Total number of MCMC iterations.

burnin

Number of iterations used for burn-in period.

adapt

Number of iterations used for adapting Metropolis-Hastings proposals.

refresh

Interval for producing summary output of the state of the MCMC sampler.

thin

Interval for saving the state of the MCMC sampler.

birthdeath

Number of birth-death proposals attempted at each iteration.

timevar

Number identifying the column in argument axes representing a time variable.
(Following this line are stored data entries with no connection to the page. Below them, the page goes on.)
use anyhow::{Context, Result, anyhow, bail};
use icns::{IconFamily, PixelFormat};
use image::RgbaImage;
use std::{
    collections::HashSet,
    fs::{self, File},
    io::BufReader,
    path::{Path, PathBuf},
    process::Command,
};
use tracing::{debug, info, warn};

use crate::types::{BulkOperation, BulkOperationResult, BulkOutcome};

// Core/business logic: the bulk icon engine, folder selection merging,
// image decoding and Finder helpers.

/// OS facility that reads and writes per-folder custom icon metadata.
pub trait IconWriter {
    /// Set `icon` as the custom icon of `path`, or restore the default icon when `None`.
    fn set_custom_icon(&self, path: &Path, icon: Option<&RgbaImage>) -> bool;

    /// Tell other OS views that `path` changed. Best-effort.
    fn notify_metadata_changed(&self, path: &Path);
}

/// Apply `icon` to every target independently and tally the results.
pub fn apply_icon<W: IconWriter + ?Sized>(
    writer: &W,
    icon: &RgbaImage,
    targets: &[PathBuf],
) -> BulkOperationResult {
    run_bulk(writer, BulkOperation::Apply, Some(icon), targets)
}

/// Restore the system default icon on every target.
pub fn clear_icon<W: IconWriter + ?Sized>(writer: &W, targets: &[PathBuf]) -> BulkOperationResult {
    run_bulk(writer, BulkOperation::Reset, None, targets)
}

fn run_bulk<W: IconWriter + ?Sized>(
    writer: &W,
    op: BulkOperation,
    icon: Option<&RgbaImage>,
    targets: &[PathBuf],
) -> BulkOperationResult {
    info!(?op, targets = targets.len(), "starting bulk icon operation");
    let result = targets
        .iter()
        .fold(BulkOperationResult::default(), |mut acc, target| {
            if writer.set_custom_icon(target, icon) {
                writer.notify_metadata_changed(target);
                debug!(path = %target.display(), "icon updated");
                acc.success_count += 1;
            } else {
                warn!(path = %target.display(), ?op, "failed to update folder icon");
                acc.failure_count += 1;
            }
            acc
        });
    info!(
        ?op,
        total = result.total(),
        succeeded = result.success_count,
        failed = result.failure_count,
        "bulk icon operation finished"
    );
    result
}

/// User-facing summary of a finished bulk run.
pub fn summary_message(op: BulkOperation, result: &BulkOperationResult) -> String {
    let ok = result.success_count;
    let failed = result.failure_count;
    match (op, result.outcome()) {
        (BulkOperation::Apply, BulkOutcome::AllSucceeded) => {
            format!("Icon applied to {}.", folders(ok))
        }
        (BulkOperation::Apply, BulkOutcome::PartialSuccess) => {
            format!("Icon applied to {}; {} failed.", folders(ok), failed)
        }
        (BulkOperation::Apply, BulkOutcome::AllFailed) => "Could not apply the icon.".to_string(),
        (BulkOperation::Reset, BulkOutcome::AllSucceeded) => {
            format!("Default icon restored on {}.", folders(ok))
        }
        (BulkOperation::Reset, BulkOutcome::PartialSuccess) => {
            format!("Default icon restored on {}; {} failed.", folders(ok), failed)
        }
        (BulkOperation::Reset, BulkOutcome::AllFailed) => {
            "Could not restore the default icon.".to_string()
        }
    }
}

fn folders(n: usize) -> String {
    if n == 1 {
        "1 folder".to_string()
    } else {
        format!("{} folders", n)
    }
}

/// Merge newly chosen folders into the selection, dropping canonical duplicates.
///
/// Keeps first-appearance order. Returns how many folders were added.
pub fn merge_folder_targets(
    existing: &mut Vec<PathBuf>,
    incoming: impl IntoIterator<Item = PathBuf>,
) -> usize {
    let before = existing.len();
    let mut seen: HashSet<PathBuf> = existing.iter().map(|p| canonical_key(p)).collect();
    for path in incoming {
        if seen.insert(canonical_key(&path)) {
            existing.push(path);
        }
    }
    existing.len() - before
}

fn canonical_key(path: &Path) -> PathBuf {
    fs::canonicalize(path).unwrap_or_else(|_| path.to_path_buf())
}

/// Decode an image file into RGBA. `.icns` files yield their largest icon.
pub fn load_image(path: &Path) -> Result<RgbaImage> {
    let is_icns = path
        .extension()
        .and_then(|s| s.to_str())
        .is_some_and(|ext| ext.eq_ignore_ascii_case("icns"));
    if is_icns {
        return load_icns(path);
    }
    let img = image::open(path).with_context(|| format!("Decode image {:?}", path))?;
    Ok(img.to_rgba8())
}

fn load_icns(path: &Path) -> Result<RgbaImage> {
    let file = File::open(path).with_context(|| format!("Open {:?}", path))?;
    let family =
        IconFamily::read(BufReader::new(file)).with_context(|| format!("Read icns {:?}", path))?;
    let mut types = family.available_icons();
    if types.is_empty() {
        return Err(anyhow!("No icons in {:?}", path));
    }
    // largest first; entries may be JPEG 2000 or corrupt, so fall back to smaller ones
    types.sort_by_key(|t| std::cmp::Reverse(t.pixel_width() * t.pixel_height()));
    for icon_type in types {
        match family.get_icon_with_type(icon_type) {
            Ok(icon) => {
                let icon = icon.convert_to(PixelFormat::RGBA);
                if let Some(img) =
                    RgbaImage::from_raw(icon.width(), icon.height(), icon.data().to_vec())
                {
                    return Ok(img);
                }
                debug!(?icon_type, "malformed icns entry skipped");
            }
            Err(e) => debug!(?icon_type, "undecodable icns entry skipped: {}", e),
        }
    }
    Err(anyhow!("No decodable icon in {:?}", path))
}

/// Select `folder` in a Finder window.
pub fn reveal_in_finder(folder: &Path) -> Result<()> {
    if !cfg!(target_os = "macos") {
        bail!("Finder is only available on macOS");
    }
    let target = folder
        .canonicalize()
        .with_context(|| format!("Resolve {:?}", folder))?;
    let status = Command::new("open")
        .arg("-R")
        .arg(&target)
        .status()
        .context("Run open -R")?;
    if !status.success() {
        bail!("open -R {:?} exited with {}", target, status);
    }
    Ok(())
}

#[cfg(test)]
pub(crate) mod test_support {
    use super::IconWriter;
    use image::RgbaImage;
    use std::cell::RefCell;
    use std::collections::HashSet;
    use std::path::{Path, PathBuf};
    use std::rc::Rc;

    #[derive(Debug, Clone, PartialEq)]
    pub struct Call {
        pub path: PathBuf,
        pub with_icon: bool,
    }

    /// Writer double that records calls and fails on a configured set of paths.
    #[derive(Clone, Default)]
    pub struct RecordingWriter {
        pub failing: HashSet<PathBuf>,
        pub fail_all: bool,
        pub calls: Rc<RefCell<Vec<Call>>>,
        pub notified: Rc<RefCell<Vec<PathBuf>>>,
    }

    impl RecordingWriter {
        pub fn failing_on(paths: &[&str]) -> Self {
            Self {
                failing: paths.iter().map(PathBuf::from).collect(),
                ..Self::default()
            }
        }

        pub fn always_failing() -> Self {
            Self {
                fail_all: true,
                ..Self::default()
            }
        }
    }

    impl IconWriter for RecordingWriter {
        fn set_custom_icon(&self, path: &Path, icon: Option<&RgbaImage>) -> bool {
            self.calls.borrow_mut().push(Call {
                path: path.to_path_buf(),
                with_icon: icon.is_some(),
            });
            !(self.fail_all || self.failing.contains(path))
        }

        fn notify_metadata_changed(&self, path: &Path) {
            self.notified.borrow_mut().push(path.to_path_buf());
        }
    }
}
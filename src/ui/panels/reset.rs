use eframe::egui;
use std::time::Instant;

use crate::ui::GuiState;
use crate::ui::panels::folders;

/// Render the Reset tab: pick folders to restore to the system icon.
pub fn show(ui: &mut egui::Ui, state: &mut GuiState) {
    ui.add_space(8.0);
    ui.label("Restore the default system icon on the selected folders.");
    ui.add_space(16.0);
    folders::pick_button(ui, state);
    ui.add_space(8.0);
    folders::list(ui, state);
}

/// Confirmation shown before "Reset All" runs.
pub fn confirm_dialog(ctx: &egui::Context, state: &mut GuiState) {
    if !state.confirm_reset {
        return;
    }
    egui::Window::new("Reset all selected folders?")
        .collapsible(false)
        .resizable(false)
        .anchor(egui::Align2::CENTER_CENTER, egui::Vec2::ZERO)
        .show(ctx, |ui| {
            let n = state.session.folders.len();
            ui.label(format!(
                "{} {} will get the default icon back. This cannot be undone.",
                n,
                if n == 1 { "folder" } else { "folders" }
            ));
            ui.add_space(12.0);
            ui.horizontal(|ui| {
                if ui.button("Cancel").clicked() {
                    state.confirm_reset = false;
                }
                let reset = egui::Button::new(
                    egui::RichText::new("Reset").color(egui::Color32::WHITE),
                )
                .fill(egui::Color32::from_rgb(220, 68, 68));
                if ui.add(reset).clicked() {
                    state.confirm_reset = false;
                    state.reset_selected_folders(Instant::now());
                }
            });
        });
}
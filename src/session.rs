//! Session-scoped selection state: the chosen icon, the target folders and
//! the user's imported icons. Nothing here survives process exit.

use anyhow::{Context, Result};
use image::RgbaImage;
use std::path::PathBuf;
use std::sync::Arc;

use crate::builtin;
use crate::core::{load_image, merge_folder_targets};
use crate::transform::make_icon;
use crate::types::{BuiltInIcon, IconSource, MaskShape, UserIcon};

/// Image imported in the Make Icon tab, waiting to be turned into a user icon.
#[derive(Clone, Debug)]
pub struct Draft {
    pub origin: PathBuf,
    pub image: Arc<RgbaImage>,
}

#[derive(Debug, Default)]
pub struct Session {
    pub icon: Option<IconSource>,
    pub folders: Vec<PathBuf>,
    pub user_icons: Vec<UserIcon>,
    pub draft: Option<Draft>,
    next_icon_id: u64,
}

impl Session {
    pub fn select_builtin(&mut self, icon: BuiltInIcon) {
        self.icon = Some(IconSource::BuiltIn(icon));
    }

    pub fn select_file(&mut self, path: PathBuf) {
        self.icon = Some(IconSource::FileBacked(path));
    }

    /// Select a user icon by id. Unknown ids leave the selection untouched.
    pub fn select_user_icon(&mut self, id: u64) {
        if let Some(icon) = self.user_icons.iter().find(|u| u.id == id) {
            self.icon = Some(IconSource::UserDerived {
                id,
                image: icon.image.clone(),
                origin: icon.origin.clone(),
            });
        }
    }

    /// Remove a user icon; clears the selection when it was the selected one.
    pub fn remove_user_icon(&mut self, id: u64) {
        self.user_icons.retain(|u| u.id != id);
        if self.icon.as_ref().is_some_and(|s| s.is_user_icon(id)) {
            self.icon = None;
        }
    }

    pub fn add_folders(&mut self, folders: impl IntoIterator<Item = PathBuf>) -> usize {
        merge_folder_targets(&mut self.folders, folders)
    }

    pub fn clear_folders(&mut self) {
        self.folders.clear();
    }

    pub fn can_apply(&self) -> bool {
        self.icon.is_some() && !self.folders.is_empty()
    }

    /// Decode an image into the Make Icon draft slot.
    pub fn import_draft(&mut self, path: PathBuf) -> Result<()> {
        let image = load_image(&path)?;
        self.draft = Some(Draft {
            origin: path,
            image: Arc::new(image),
        });
        Ok(())
    }

    pub fn discard_draft(&mut self) {
        self.draft = None;
    }

    /// Turn the draft into a user icon (square crop, optional mask).
    ///
    /// Returns the new icon id, or `None` when there is no draft or the
    /// transform could not produce an image.
    pub fn commit_draft(&mut self, mask: Option<MaskShape>) -> Option<u64> {
        let draft = self.draft.take()?;
        let image = make_icon(&draft.image, mask)?;
        let id = self.next_icon_id;
        self.next_icon_id += 1;
        self.user_icons.push(UserIcon {
            id,
            origin: draft.origin,
            image: Arc::new(image),
            mask,
        });
        Some(id)
    }

    /// Produce the image to hand to the bulk engine for the current selection.
    pub fn resolve_icon(&self, builtin_size: u32) -> Result<Option<Arc<RgbaImage>>> {
        let Some(source) = &self.icon else {
            return Ok(None);
        };
        let image = match source {
            IconSource::BuiltIn(icon) => Arc::new(
                builtin::render(*icon, builtin_size)
                    .with_context(|| format!("Render built-in icon {}", icon.name()))?,
            ),
            IconSource::FileBacked(path) => Arc::new(load_image(path)?),
            IconSource::UserDerived { image, .. } => image.clone(),
        };
        Ok(Some(image))
    }
}

#[cfg(test)]
mod tests {
    use super::*;
    use image::Rgba;
    use std::fs;
    use tempfile::tempdir;

    fn with_draft(session: &mut Session, w: u32, h: u32) {
        session.draft = Some(Draft {
            origin: PathBuf::from("/pics/cat.png"),
            image: Arc::new(RgbaImage::from_pixel(w, h, Rgba([9, 9, 9, 255]))),
        });
    }

    #[test]
    fn selecting_one_source_replaces_another() {
        let mut s = Session::default();
        s.select_builtin(BuiltInIcon::Dark);
        s.select_file(PathBuf::from("/icons/a.png"));
        assert!(matches!(s.icon, Some(IconSource::FileBacked(_))));

        with_draft(&mut s, 10, 10);
        let id = s.commit_draft(None).unwrap();
        s.select_user_icon(id);
        assert!(s.icon.as_ref().unwrap().is_user_icon(id));
        s.select_builtin(BuiltInIcon::Folder);
        assert!(s.icon.as_ref().unwrap().is_builtin(BuiltInIcon::Folder));
    }

    #[test]
    fn commit_draft_crops_and_masks() {
        let mut s = Session::default();
        with_draft(&mut s, 30, 20);
        let id = s.commit_draft(Some(MaskShape::Circle)).unwrap();
        let icon = s.user_icons.iter().find(|u| u.id == id).unwrap();
        assert_eq!(icon.image.dimensions(), (20, 20));
        assert_eq!(icon.image.get_pixel(0, 0).0[3], 0);
        assert_eq!(icon.mask, Some(MaskShape::Circle));
        assert!(s.draft.is_none());
    }

    #[test]
    fn commit_without_draft_does_nothing() {
        let mut s = Session::default();
        assert!(s.commit_draft(None).is_none());
        assert!(s.user_icons.is_empty());
    }

    #[test]
    fn removing_selected_user_icon_clears_selection() {
        let mut s = Session::default();
        with_draft(&mut s, 8, 8);
        let first = s.commit_draft(None).unwrap();
        with_draft(&mut s, 8, 8);
        let second = s.commit_draft(None).unwrap();

        s.select_user_icon(second);
        s.remove_user_icon(first);
        assert!(s.icon.is_some());
        s.remove_user_icon(second);
        assert!(s.icon.is_none());
        assert!(s.user_icons.is_empty());
    }

    #[test]
    fn can_apply_needs_icon_and_folders() {
        let mut s = Session::default();
        assert!(!s.can_apply());
        s.add_folders(vec![PathBuf::from("/tmp/x")]);
        assert!(!s.can_apply());
        s.select_builtin(BuiltInIcon::Folder);
        assert!(s.can_apply());
        s.clear_folders();
        assert!(!s.can_apply());
    }

    #[test]
    fn file_backed_source_is_reread_at_resolve_time() {
        let dir = tempdir().unwrap();
        let path = dir.path().join("icon.png");
        RgbaImage::from_pixel(4, 4, Rgba([1, 1, 1, 255])).save(&path).unwrap();

        let mut s = Session::default();
        s.select_file(path.clone());
        assert_eq!(s.resolve_icon(16).unwrap().unwrap().dimensions(), (4, 4));

        RgbaImage::from_pixel(6, 6, Rgba([1, 1, 1, 255])).save(&path).unwrap();
        assert_eq!(s.resolve_icon(16).unwrap().unwrap().dimensions(), (6, 6));

        fs::remove_file(&path).unwrap();
        assert!(s.resolve_icon(16).is_err());
    }

    #[test]
    fn builtin_source_renders_at_configured_size() {
        let mut s = Session::default();
        assert!(s.resolve_icon(32).unwrap().is_none());
        s.select_builtin(BuiltInIcon::Download);
        assert_eq!(s.resolve_icon(32).unwrap().unwrap().dimensions(), (32, 32));
    }
}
Zero if no time variable is present, in which case a logistic/multinomial regression is fitted (instead of a hazard regression).

seed

Seed for the random generator.

rhoa

Shape parameter of a Gamma hyperprior for the Poisson process rate parameters.

rhob

Scale parameter of a Gamma hyperprior for the Poisson process rate parameters.

years

Time period over which absolute risks are calculated (on a time scale scaled to zero-one interval; optional).

deltai

Range for a uniform proposal for the function level parameters.

drange

Allowed range for the monotonic function components, on log-rate/log-odds scale.

predict

Indicator vector for the observations for which absolute risks are calculated (not included in the likelihood expression).

include

Indicator vector for the observations to be included in the likelihood expression.

casestatus

An integer vector indicating the case status (0=censoring, 1=event of interest, 2=competing event).

sprob

Vector of sampling probabilities/rates for each person/person-moment (optional).

offset

Vector of offset terms to be included in the linear predictor of the events of interest (optional).

tstart

Vector of entry times on a time scale scaled to zero-one interval (optional).

axes

A matrix where the columns specify the covariate axes in the non-parametrically specified regression functions. Each variable here must be scaled to zero-one interval.

covariates

A matrix of additional covariates to be included in the linear predictor of the events of interest. Must include at least a vector of ones to specify an intercept term.

ccovariates

A matrix of additional covariates to be included in the linear predictor of the competing events (optional).

settozero

A zero-one matrix specifying the point process construction. Each row represents a point process, while columns correspond to the columns of the argument axes, indicating whether the column is one of the dimensions specifying the domain of the point process. (See function getcmat.)

package

An integer vector specifying the additive component into which each point process (row) specified in argument settozero is placed.

cr

A zero-one vector indicating the additive components to be placed in the linear predictor of the competing causes (optional).

Value

A list with elements

steptotal

A sample of total number of points in the marked point process construction.

steps

A sample of the number of points used per each additive component.

rho

A sample of the Poisson process rate parameters (one per each point process specified).

loglik

A sample of log-likelihood values.

beta

A sample of regression coefficients for the variables specified in the argument covariates.

betac

A sample of regression coefficients for the variables specified in the argument ccovariates.

phi

A sample of non-parametric regression function levels for each observation specified in the argument predict.

risk

A sample of absolute risks of the event of interest for each observation specified in the argument predict.

crisk

A sample of absolute risks of the competing event for each observation specified in the argument predict.

Author(s)

Olli Saarela <[email protected]>

References

Saarela O., Arjas E. (2011). A method for Bayesian monotonic multiple regression. Scandinavian Journal of Statistics, 38:499–513.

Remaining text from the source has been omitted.